Un nouvel opus encore plus réjouissant
Dans son immense bureau céleste, Dieu veille sur ses créatures humaines. C’est son boulot et il y consacre tout son temps. Cependant, quand il remarque une situation anormale, un être en souffrance, un comportement inapproprié, il ne sait pas toujours comment résoudre le problème. En bon manager, il délègue. Il fait appel à des individus qui gravitent dans les parages.
Tonino Benacquista raconte comment sont intervenues les personnes adéquates dans quatre cas difficiles.
Chaque histoire se déroule selon la même trame avec la présentation d’une personne, le choix de l’habitant du paradis chargé de lui venir en aide et l’exécution de la mission par celui qui a été retenu.
Le premier cas concerne un individu, un conquérant “brillant, impitoyable, milliardaire, intrépide, arrogant” à qui il serait bon de donner des leçons de modestie. Dans les listes qu’il fait défiler sur l’écran piloté par son ordinateur, Dieu retient Ghandi Mohandas.
Un autre individu est si assuré de son intelligence que son unique souci consiste à remarquer la bêtise des autres. Pour le guérir de sa dépendance, Dieu lui dépêche un spécialiste en matière de connaissance et de fréquentation des cons : Michel Audiard, placé par ordre alphabétique entre Aubrac Lucie et Aymé Marcel.

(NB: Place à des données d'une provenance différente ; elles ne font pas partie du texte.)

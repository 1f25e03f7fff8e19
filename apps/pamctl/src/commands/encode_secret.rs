//! Encode-secret command - derive the base64 client:password string

use clap::Args;
use pamctl::auth::Connected;
use pamctl::error::CliResult;
use pamctl::federation::TerminalSamlBrowser;
use pamctl::interactive::{Console, TerminalConsole};
use pamctl::models::CredentialSpec;

/// Arguments for the encode-secret command
#[derive(Args)]
pub struct EncodeSecretArgs {
    /// Client (service user) name
    #[arg(long)]
    pub client: String,

    /// Password; prompted for when omitted
    #[arg(long, env = "PAMCTL_CLIENT_PASSWORD", hide_env_values = true)]
    pub password: Option<String>,
}

/// Execute the encode-secret command
pub async fn execute(args: EncodeSecretArgs) -> CliResult<()> {
    let (_, context) = super::load_context()?;
    let console = TerminalConsole::new();

    let password = match args.password {
        Some(password) => password,
        None => console.prompt_secret("Password")?,
    };
    let credentials = CredentialSpec::EncodeOnly {
        client: args.client,
        password,
    };

    let browser = TerminalSamlBrowser::new(true);
    let authenticator = context.authenticator(&console, &browser);
    if let Connected::EncodedSecret(encoded) = authenticator.connect("", &credentials).await? {
        println!("{encoded}");
    }
    Ok(())
}
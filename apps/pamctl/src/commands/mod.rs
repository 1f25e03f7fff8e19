//! CLI command implementations

pub mod connect;
pub mod encode_secret;
pub mod invoke;
pub mod shell;

use pamctl::config::{Config, ConfigPaths};
use pamctl::error::CliResult;
use pamctl::TenantContext;

/// Load configuration and build the process-wide context
pub(crate) fn load_context() -> CliResult<(ConfigPaths, TenantContext)> {
    let paths = ConfigPaths::new()?;
    let config = Config::load(&paths)?;
    tracing::debug!(config_file = %paths.config_file.display(), "configuration loaded");
    let context = TenantContext::new(config)?;
    Ok((paths, context))
}

/// Host from the argument, else the configured default
pub(crate) fn resolve_host(host: Option<String>, config: &Config) -> CliResult<String> {
    host.or_else(|| config.default_host.clone())
        .filter(|h| !h.trim().is_empty())
        .ok_or_else(|| {
            pamctl::CliError::Validation(
                "No host given and no default_host configured".to_string(),
            )
        })
}
//! Shared handles for one CLI process

use crate::api::{ApiInvoker, TenantClient};
use crate::auth::Authenticator;
use crate::config::Config;
use crate::error::CliResult;
use crate::federation::SamlBrowser;
use crate::interactive::Console;
use crate::session::{SessionRegistry, SessionValidator};
use std::sync::Arc;

/// One HTTP client and one session registry, handed to every component
#[derive(Clone)]
pub struct TenantContext {
    pub client: Arc<TenantClient>,
    pub registry: Arc<SessionRegistry>,
}

impl TenantContext {
    pub fn new(config: Config) -> CliResult<Self> {
        Ok(Self {
            client: Arc::new(TenantClient::new(config)?),
            registry: Arc::new(SessionRegistry::new()),
        })
    }

    pub fn config(&self) -> &Config {
        self.client.config()
    }

    pub fn authenticator<'a>(
        &self,
        console: &'a dyn Console,
        browser: &'a dyn SamlBrowser,
    ) -> Authenticator<'a> {
        Authenticator::new(
            Arc::clone(&self.client),
            Arc::clone(&self.registry),
            console,
            browser,
        )
    }

    pub fn validator(&self) -> SessionValidator {
        SessionValidator::new(Arc::clone(&self.client), Arc::clone(&self.registry))
    }

    pub fn invoker(&self) -> ApiInvoker {
        ApiInvoker::new(Arc::clone(&self.client), Arc::clone(&self.registry))
    }
}
//! Platform-specific configuration paths

use crate::error::{CliError, CliResult};
use std::path::{Path, PathBuf};

/// Configuration paths for pamctl
#[derive(Debug, Clone)]
pub struct ConfigPaths {
    /// Base configuration directory
    pub config_dir: PathBuf,
    /// Path to config.json
    pub config_file: PathBuf,
    /// Path to the interactive shell history
    pub history_file: PathBuf,
}

impl ConfigPaths {
    /// Get configuration paths for the current platform
    ///
    /// Paths:
    /// - Linux: ~/.config/pamctl/
    /// - macOS: ~/Library/Application Support/pamctl/
    /// - Windows: %APPDATA%\pamctl\
    pub fn new() -> CliResult<Self> {
        Ok(Self::in_dir(Self::get_config_dir()?))
    }

    /// Build the path set rooted at an explicit directory
    pub fn in_dir(dir: impl AsRef<Path>) -> Self {
        let config_dir = dir.as_ref().to_path_buf();
        Self {
            config_file: config_dir.join("config.json"),
            history_file: config_dir.join("shell_history"),
            config_dir,
        }
    }

    /// Get the configuration directory, respecting PAMCTL_CONFIG_DIR env var
    fn get_config_dir() -> CliResult<PathBuf> {
        if let Ok(dir) = std::env::var("PAMCTL_CONFIG_DIR") {
            return Ok(PathBuf::from(dir));
        }

        let base_dir = dirs::config_dir().ok_or_else(|| {
            CliError::Config("Could not determine configuration directory".to_string())
        })?;

        Ok(base_dir.join("pamctl"))
    }

    /// Ensure the configuration directory exists
    pub fn ensure_dir_exists(&self) -> CliResult<()> {
        if !self.config_dir.exists() {
            std::fs::create_dir_all(&self.config_dir)?;
        }
        Ok(())
    }
}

C’est une petite fille à la voix remarquable qui retient l’attention du Créateur car elle est, par ailleurs, d’une modestie maladive. Lorsqu’on la regarde, elle reste sans voix. Sur ses listes, entre Cabu jean et Caruso Enrico, se place Callas Maria qu’il envoie au secours de cette talentueuse chanteuse.
Un homme a perdu confiance en l’espèce humaine. Il énumère tous les fléaux dont elle est responsable. Ému, Dieu décide de l’aider à retrouver espoir en l’humanité et demande à Victor Hugo le soin de le faire.
On pourrait craindre un côté répétitif dans la narration. Mais le scénariste évite habilement le piège, donnant un vrai rythme. Le ton est volontairement humoristique, drôle, décalé. Par exemple, on retrouve des célèbres répliques que Michel Audiard a placé dans les dialogues sur les cons comme : “Si la connerie se mesurait, tu servirais de mètre étalon.” ou “Les cons, ça ose tout, c’est même à ça qu’on les reconnaît.“
Les Misérables de Victor Hugo permettent de donner une belle profondeur au récit. On ne peut s’empêcher de retrouver, dans les individus secourus, des personnes publiques.
Les vignettes où apparaissent l’écran avec la liste des noms sont magnifiques tant cette suite est divertissante, cocasse pour sa diversité et l’aspect inattendu de certains patronymes. Bravo pour avoir cité Lucie Aubrac !
L’humour n’est-il, en définitive, pas le meilleur moyen de porter un regard critique ? Le scénariste ne s’en prive pas, dénonçant nombre de dysfonctionnements tant humains que sociétaux. La séquence où Victor Hugo cherche quelqu’un pour intervenir est plus que parlante.
Le dessin de Nicolas Barral, à la fois réaliste et caricatural, est tout à fait en phase avec l’esprit du scénario. Il propose des personnages très réussis et met en images de belle manière les protagonistes historiques que ce soit Maria Callas, Gandhi… Les décors restent relativement dépouillés pour mettre en valeur les intervenants.
La couleur, en teintes à dominante neutre, est l’œuvre de Marie Barral. Elle donne une dimension nouvelle aux vignettes sans faire perdre la puissance du dessin, l’intérêt des scènes et des dialogues.
Ce troisième tome se découvre avec un grand plaisir pour l’originalité de son propos et pour l’humour que s’en dégage à la fois par les histoires et par le graphisme.
lire un extrait
serge perraud
Tonino Benacquista (scénario), Nicolas Barral (dessin) & Marie Barral (couleur), Dieu n’a pas réponse à tout (Mais il sait déléguer) – t.03, Dargaud, septembre 2021, 64 p. – 16,00 €.